- Coordinates (Wyryki): 51°34′N 23°23′E﻿ / ﻿51.567°N 23.383°E
- Country: Poland
- Voivodeship: Lublin
- County: Włodawa
- Seat: Wyryki-Połód

Area
- • Total: 219.52 km^{2} (84.76 sq mi)

Population (2006)
- • Total: 2,822
- • Density: 13/km^{2} (33/sq mi)

= Gmina Wyryki =

Gmina Wyryki is a rural gmina (administrative district) in Włodawa County, Lublin Voivodeship, in eastern Poland. Its seat is the village of Wyryki-Połód, which lies approximately 12 km west of Włodawa and 67 km north-east of the regional capital Lublin.

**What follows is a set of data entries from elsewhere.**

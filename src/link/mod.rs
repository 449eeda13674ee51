//! Link readers
//!
//! A reader loop owns exactly one transport connection, decodes what arrives
//! on it and writes readings into the shared [`ReadingStore`]. Two transports
//! exist:
//!
//! - [`socket`] - TCP text stand-in used before the glove hardware exists
//! - [`rfcomm`] - Bluetooth RFCOMM poll loop, one per physical glove
//!
//! Every loop runs as its own tokio task and is stopped cooperatively through
//! a oneshot signal that is raced against each receive, so a blocked read
//! never delays shutdown.
//!
//! [`ReadingStore`]: crate::hardware::ReadingStore

pub mod rfcomm;
pub mod socket;

use std::future::Future;
use tokio::sync::oneshot;
use tokio::task::JoinHandle;
use tracing::{error, info};

use crate::error::{GloveError, GloveResult};

/// Stop signal handed to a reader loop.
pub type ShutdownRx = oneshot::Receiver<()>;

/// A spawned reader loop and the means to stop it.
pub struct ReaderHandle {
    label: String,
    shutdown_tx: Option<oneshot::Sender<()>>,
    task: JoinHandle<GloveResult<()>>,
}

impl ReaderHandle {
    /// Spawn `reader` on the current tokio runtime.
    ///
    /// The loop's final result is logged here, so a `ConnectionLost` surfaces
    /// as soon as it happens rather than at shutdown.
    pub fn spawn<F, Fut>(label: impl Into<String>, reader: F) -> Self
    where
        F: FnOnce(ShutdownRx) -> Fut,
        Fut: Future<Output = GloveResult<()>> + Send + 'static,
    {
        let label = label.into();
        let (shutdown_tx, shutdown_rx) = oneshot::channel();
        let future = reader(shutdown_rx);

        let task_label = label.clone();
        let task = tokio::spawn(async move {
            let result = future.await;
            match &result {
                Ok(()) => info!(reader = %task_label, "reader loop exited"),
                Err(err) => error!(reader = %task_label, error = %err, "reader loop terminated"),
            }
            result
        });

        Self {
            label,
            shutdown_tx: Some(shutdown_tx),
            task,
        }
    }

    /// Name used in logs, e.g. `left glove 00:06:66:8C:D3:67:1`.
    pub fn label(&self) -> &str {
        &self.label
    }

    /// True once the loop has returned, for any reason.
    pub fn is_finished(&self) -> bool {
        self.task.is_finished()
    }

    /// Ask the loop to stop. Safe to call more than once.
    pub fn signal_stop(&mut self) {
        if let Some(tx) = self.shutdown_tx.take() {
            // Err means the loop already exited.
            let _ = tx.send(());
        }
    }

    /// Wait for the loop to exit and return its result.
    pub async fn join(self) -> GloveResult<()> {
        match self.task.await {
            Ok(result) => result,
            Err(err) if err.is_panic() => Err(GloveError::ReaderPanicked(self.label)),
            Err(_) => Ok(()),
        }
    }

    /// Signal the loop and wait for it.
    pub async fn stop(mut self) -> GloveResult<()> {
        self.signal_stop();
        self.join().await
    }
}

impl std::fmt::Debug for ReaderHandle {
    fn fmt(&self, f: &mut std::fmt::Formatter<'_>) -> std::fmt::Result {
        f.debug_struct("ReaderHandle")
            .field("label", &self.label)
            .field("finished", &self.is_finished())
            .finish()
    }
}

#[cfg(test)]
mod tests {
    use super::*;
    use std::io;

    #[tokio::test]
    async fn stop_signal_reaches_loop() {
        let handle = ReaderHandle::spawn("idle", |shutdown_rx| async move {
            let _ = shutdown_rx.await;
            Ok(())
        });
        assert!(!handle.is_finished());
        assert!(handle.stop().await.is_ok());
    }

    #[tokio::test]
    async fn loop_error_is_returned_from_join() {
        let handle = ReaderHandle::spawn("failing", |_shutdown_rx| async move {
            Err(GloveError::ConnectionLost {
                link: "failing".into(),
                source: io::Error::from(io::ErrorKind::BrokenPipe),
            })
        });
        assert!(matches!(
            handle.stop().await,
            Err(GloveError::ConnectionLost { .. })
        ));
    }

    #[tokio::test]
    async fn panicking_loop_is_reported() {
        let handle = ReaderHandle::spawn("panicky", |_shutdown_rx| async move {
            let explode = true;
            if explode {
                panic!("boom");
            }
            Ok(())
        });
        match handle.join().await {
            Err(GloveError::ReaderPanicked(label)) => assert_eq!(label, "panicky"),
            other => panic!("unexpected: {:?}", other),
        }
    }
}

The gmina covers an area of 219.52 km2, and as of 2006 its total population is 2,822.

==Villages==
Gmina Wyryki contains the villages and settlements of Adampol, Horostyta, Horostyta-Kolonia, Ignaców, Kaplonosy, Kaplonosy-Kolonia, Krzywowierzba, Lipówka, Lubień, Siedliska, Suchawa, Wyryki-Kolonia, Wyryki-Adampol, Wyryki-Połód, Wyryki-Wola, Zahajki and Zahajki-Kolonia.

==Neighbouring gminas==
Gmina Wyryki is bordered by the town of Włodawa and by the gminas of Dębowa Kłoda, Hanna, Hańsk, Podedwórze, Sosnówka, Stary Brus and Włodawa.